//! Case-insensitive substring matching over option labels.
//!
//! The visible list is always an in-order subsequence of the full option
//! list; nothing is ranked or reordered.

use crate::option::SelectOption;

/// Whether `label` contains `query`, ignoring case. An empty query matches
/// everything.
pub fn matches(label: &str, query: &str) -> bool {
    query.is_empty() || label.to_lowercase().contains(&query.to_lowercase())
}

/// Indices into `options` of every option whose label matches `query`, in
/// original order.
pub fn filter_indices<T>(options: &[SelectOption<T>], query: &str) -> Vec<usize> {
    if query.is_empty() {
        return (0..options.len()).collect();
    }
    let query = query.to_lowercase();
    options
        .iter()
        .enumerate()
        .filter(|(_, o)| o.label.to_lowercase().contains(&query))
        .map(|(i, _)| i)
        .collect()
}

#[cfg(test)]
mod tests {
    use super::*;

    fn fruit() -> Vec<SelectOption<u32>> {
        vec![
            SelectOption::new(1, "Apple"),
            SelectOption::new(2, "Banana"),
            SelectOption::new(3, "Avocado"),
        ]
    }

    fn labels<'a>(options: &'a [SelectOption<u32>], idx: &[usize]) -> Vec<&'a str> {
        idx.iter().map(|&i| options[i].label.as_str()).collect()
    }

    #[test]
    fn single_letter_matches_all_containing_it() {
        let options = fruit();
        let idx = filter_indices(&options, "a");
        assert_eq!(labels(&options, &idx), vec!["Apple", "Banana", "Avocado"]);
    }

    #[test]
    fn prefix_narrows_case_insensitively() {
        let options = fruit();
        assert_eq!(labels(&options, &filter_indices(&options, "Av")), vec!["Avocado"]);
        assert_eq!(labels(&options, &filter_indices(&options, "aV")), vec!["Avocado"]);
    }

    #[test]
    fn empty_query_keeps_everything() {
        let options = fruit();
        assert_eq!(filter_indices(&options, ""), vec![0, 1, 2]);
    }

    #[test]
    fn no_match_is_empty() {
        assert!(filter_indices(&fruit(), "zz").is_empty());
    }

    #[test]
    fn matches_inner_substring() {
        assert!(matches("United Kingdom", "kingdom"));
        assert!(matches("United Kingdom", "ED KI"));
        assert!(!matches("France", "germ"));
    }

    #[test]
    fn unicode_case_folding() {
        assert!(matches("Ärger", "är"));
        assert!(matches("résumé", "RÉSUMÉ"));
    }

    #[test]
    fn every_result_contains_query_and_order_is_preserved() {
        let options: Vec<SelectOption<usize>> = [
            "Mango", "melon", "Lemon", "Lime", "Plum", "MELONADE", "Peach",
        ]
        .iter()
        .enumerate()
        .map(|(i, l)| SelectOption::new(i, *l))
        .collect();

        for query in ["m", "mel", "ON", "e", "lim", "x", ""] {
            let idx = filter_indices(&options, query);
            assert!(idx.windows(2).all(|w| w[0] < w[1]), "order for {query:?}");
            for &i in &idx {
                assert!(
                    options[i].label.to_lowercase().contains(&query.to_lowercase()),
                    "{} should contain {query:?}",
                    options[i].label
                );
            }
            let expected = options
                .iter()
                .filter(|o| matches(&o.label, query))
                .count();
            assert_eq!(idx.len(), expected);
        }
    }
}
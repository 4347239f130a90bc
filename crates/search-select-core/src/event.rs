use crossterm::event::{KeyEvent, KeyEventKind, MouseEvent};

/// Terminal events published by the runtime's event bus.
///
/// Every subscription created with
/// [`terminal_events`](crate::subscriptions::terminal_events) or
/// [`pointer_events`](crate::subscriptions::pointer_events) receives its own
/// copy of each event.
#[derive(Debug, Clone, PartialEq, Eq)]
pub enum TerminalEvent {
    /// A keyboard event.
    Key(KeyEvent),
    /// A mouse event.
    Mouse(MouseEvent),
    /// Terminal resized to (columns, rows).
    Resize(u16, u16),
    /// Terminal window gained focus.
    FocusGained,
    /// Terminal window lost focus.
    FocusLost,
    /// Bracketed paste content.
    Paste(String),
}

impl TerminalEvent {
    /// The key event, if this is a key *press* (repeats and releases are
    /// filtered out, since Windows terminals report both).
    pub fn key_press(&self) -> Option<KeyEvent> {
        match self {
            TerminalEvent::Key(k) if k.kind != KeyEventKind::Release => Some(*k),
            _ => None,
        }
    }

    /// The mouse event, if this is one.
    pub fn mouse(&self) -> Option<MouseEvent> {
        match self {
            TerminalEvent::Mouse(m) => Some(*m),
            _ => None,
        }
    }
}

impl From<crossterm::event::Event> for TerminalEvent {
    fn from(event: crossterm::event::Event) -> Self {
        match event {
            crossterm::event::Event::Key(k) => TerminalEvent::Key(k),
            crossterm::event::Event::Mouse(m) => TerminalEvent::Mouse(m),
            crossterm::event::Event::Resize(w, h) => TerminalEvent::Resize(w, h),
            crossterm::event::Event::FocusGained => TerminalEvent::FocusGained,
            crossterm::event::Event::FocusLost => TerminalEvent::FocusLost,
            crossterm::event::Event::Paste(s) => TerminalEvent::Paste(s),
        }
    }
}

#[cfg(test)]
mod tests {
    use super::*;
    use crossterm::event::{
        KeyCode, KeyEventState, KeyModifiers, MouseButton, MouseEventKind,
    };

    fn key_with_kind(kind: KeyEventKind) -> KeyEvent {
        KeyEvent {
            code: KeyCode::Char('a'),
            modifiers: KeyModifiers::NONE,
            kind,
            state: KeyEventState::NONE,
        }
    }

    #[test]
    fn key_press_filters_releases() {
        let press = TerminalEvent::Key(key_with_kind(KeyEventKind::Press));
        let release = TerminalEvent::Key(key_with_kind(KeyEventKind::Release));
        assert!(press.key_press().is_some());
        assert!(release.key_press().is_none());
        assert!(press.mouse().is_none());
    }

    #[test]
    fn mouse_accessor() {
        let ev = TerminalEvent::Mouse(MouseEvent {
            kind: MouseEventKind::Down(MouseButton::Left),
            column: 3,
            row: 4,
            modifiers: KeyModifiers::NONE,
        });
        assert_eq!(ev.mouse().map(|m| (m.column, m.row)), Some((3, 4)));
        assert!(ev.key_press().is_none());
    }
}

#### Work task
Each line of the material should be repeated exactly as it reads.

#### Exercise result
//! Case-insensitive substring matching over option labels.
//!
//! The visible list is always an in-order subsequence of the full option
//! list; nothing is ranked or reordered.

use crate::option::SelectOption;

/// Whether `label` contains `query`, ignoring case. An empty query matches
/// everything.
pub fn matches(label: &str, query: &str) -> bool {
    query.is_empty() || label.to_lowercase().contains(&query.to_lowercase())
}

/// Indices into `options` of every option whose label matches `query`, in
/// original order.
pub fn filter_indices<T>(options: &[SelectOption<T>], query: &str) -> Vec<usize> {
    if query.is_empty() {
        return (0..options.len()).collect();
    }
    let query = query.to_lowercase();
    options
        .iter()
        .enumerate()
        .filter(|(_, o)| o.label.to_lowercase().contains(&query))
        .map(|(i, _)| i)
        .collect()
}

#[cfg(test)]
mod tests {
    use super::*;

    fn fruit() -> Vec<SelectOption<u32>> {
        vec![
            SelectOption::new(1, "Apple"),
            SelectOption::new(2, "Banana"),
            SelectOption::new(3, "Avocado"),
        ]
    }

    fn labels<'a>(options: &'a [SelectOption<u32>], idx: &[usize]) -> Vec<&'a str> {
        idx.iter().map(|&i| options[i].label.as_str()).collect()
    }

    #[test]
    fn single_letter_matches_all_containing_it() {
        let options = fruit();
        let idx = filter_indices(&options, "a");
        assert_eq!(labels(&options, &idx), vec!["Apple", "Banana", "Avocado"]);
    }

    #[test]
    fn prefix_narrows_case_insensitively() {
        let options = fruit();
        assert_eq!(labels(&options, &filter_indices(&options, "Av")), vec!["Avocado"]);
        assert_eq!(labels(&options, &filter_indices(&options, "aV")), vec!["Avocado"]);
    }

    #[test]
    fn empty_query_keeps_everything() {
        let options = fruit();
        assert_eq!(filter_indices(&options, ""), vec![0, 1, 2]);
    }

    #[test]
    fn no_match_is_empty() {
        assert!(filter_indices(&fruit(), "zz").is_empty());
    }

    #[test]
    fn matches_inner_substring() {
        assert!(matches("United Kingdom", "kingdom"));
        assert!(matches("United Kingdom", "ED KI"));
        assert!(!matches("France", "germ"));
    }

    #[test]
    fn unicode_case_folding() {
        assert!(matches("Ärger", "är"));
        assert!(matches("résumé", "RÉSUMÉ"));
    }

    #[test]
    fn every_result_contains_query_and_order_is_preserved() {
        let options: Vec<SelectOption<usize>> = [
            "Mango", "melon", "Lemon", "Lime", "Plum", "MELONADE", "Peach",
        ]
        .iter()
        .enumerate()
        .map(|(i, l)| SelectOption::new(i, *l))
        .collect();

        for query in ["m", "mel", "ON", "e", "lim", "x", ""] {
            let idx = filter_indices(&options, query);
            assert!(idx.windows(2).all(|w| w[0] < w[1]), "order for {query:?}");
            for &i in &idx {
                assert!(
                    options[i].label.to_lowercase().contains(&query.to_lowercase()),
                    "{} should contain {query:?}",
                    options[i].label
                );
            }
            let expected = options
                .iter()
                .filter(|o| matches(&o.label, query))
                .count();
            assert_eq!(idx.len(), expected);
        }
    }
}
repository 4347239f130a90bc
filename crates/search-select-core/src/event.rs
use crossterm::event::{KeyEvent, KeyEventKind, MouseEvent};

/// Terminal events published by the runtime's event bus.
///
/// Every subscription created with
/// [`terminal_events`](crate::subscriptions::terminal_events) or
/// [`pointer_events`](crate::subscriptions::pointer_events) receives its own
/// copy of each event.
#[derive(Debug, Clone, PartialEq, Eq)]
pub enum TerminalEvent {
    /// A keyboard event.
    Key(KeyEvent),
    /// A mouse event.
    Mouse(MouseEvent),
    /// Terminal resized to (columns, rows).
    Resize(u16, u16),
    /// Terminal window gained focus.
    FocusGained,
    /// Terminal window lost focus.
    FocusLost,
    /// Bracketed paste content.
    Paste(String),
}

impl TerminalEvent {
    /// The key event, if this is a key *press* (repeats and releases are
    /// filtered out, since Windows terminals report both).
    pub fn key_press(&self) -> Option<KeyEvent> {
        match self {
            TerminalEvent::Key(k) if k.kind != KeyEventKind::Release => Some(*k),
            _ => None,
        }
    }

    /// The mouse event, if this is one.
    pub fn mouse(&self) -> Option<MouseEvent> {
        match self {
            TerminalEvent::Mouse(m) => Some(*m),
            _ => None,
        }
    }
}

impl From<crossterm::event::Event> for TerminalEvent {
    fn from(event: crossterm::event::Event) -> Self {
        match event {
            crossterm::event::Event::Key(k) => TerminalEvent::Key(k),
            crossterm::event::Event::Mouse(m) => TerminalEvent::Mouse(m),
            crossterm::event::Event::Resize(w, h) => TerminalEvent::Resize(w, h),
            crossterm::event::Event::FocusGained => TerminalEvent::FocusGained,
            crossterm::event::Event::FocusLost => TerminalEvent::FocusLost,
            crossterm::event::Event::Paste(s) => TerminalEvent::Paste(s),
        }
    }
}

#[cfg(test)]
mod tests {
    use super::*;
    use crossterm::event::{
        KeyCode, KeyEventState, KeyModifiers, MouseButton, MouseEventKind,
    };

    fn key_with_kind(kind: KeyEventKind) -> KeyEvent {
        KeyEvent {
            code: KeyCode::Char('a'),
            modifiers: KeyModifiers::NONE,
            kind,
            state: KeyEventState::NONE,
        }
    }

    #[test]
    fn key_press_filters_releases() {
        let press = TerminalEvent::Key(key_with_kind(KeyEventKind::Press));
        let release = TerminalEvent::Key(key_with_kind(KeyEventKind::Release));
        assert!(press.key_press().is_some());
        assert!(release.key_press().is_none());
        assert!(press.mouse().is_none());
    }

    #[test]
    fn mouse_accessor() {
        let ev = TerminalEvent::Mouse(MouseEvent {
            kind: MouseEventKind::Down(MouseButton::Left),
            column: 3,
            row: 4,
            modifiers: KeyModifiers::NONE,
        });
        assert_eq!(ev.mouse().map(|m| (m.column, m.row)), Some((3, 4)));
        assert!(ev.key_press().is_none());
    }
}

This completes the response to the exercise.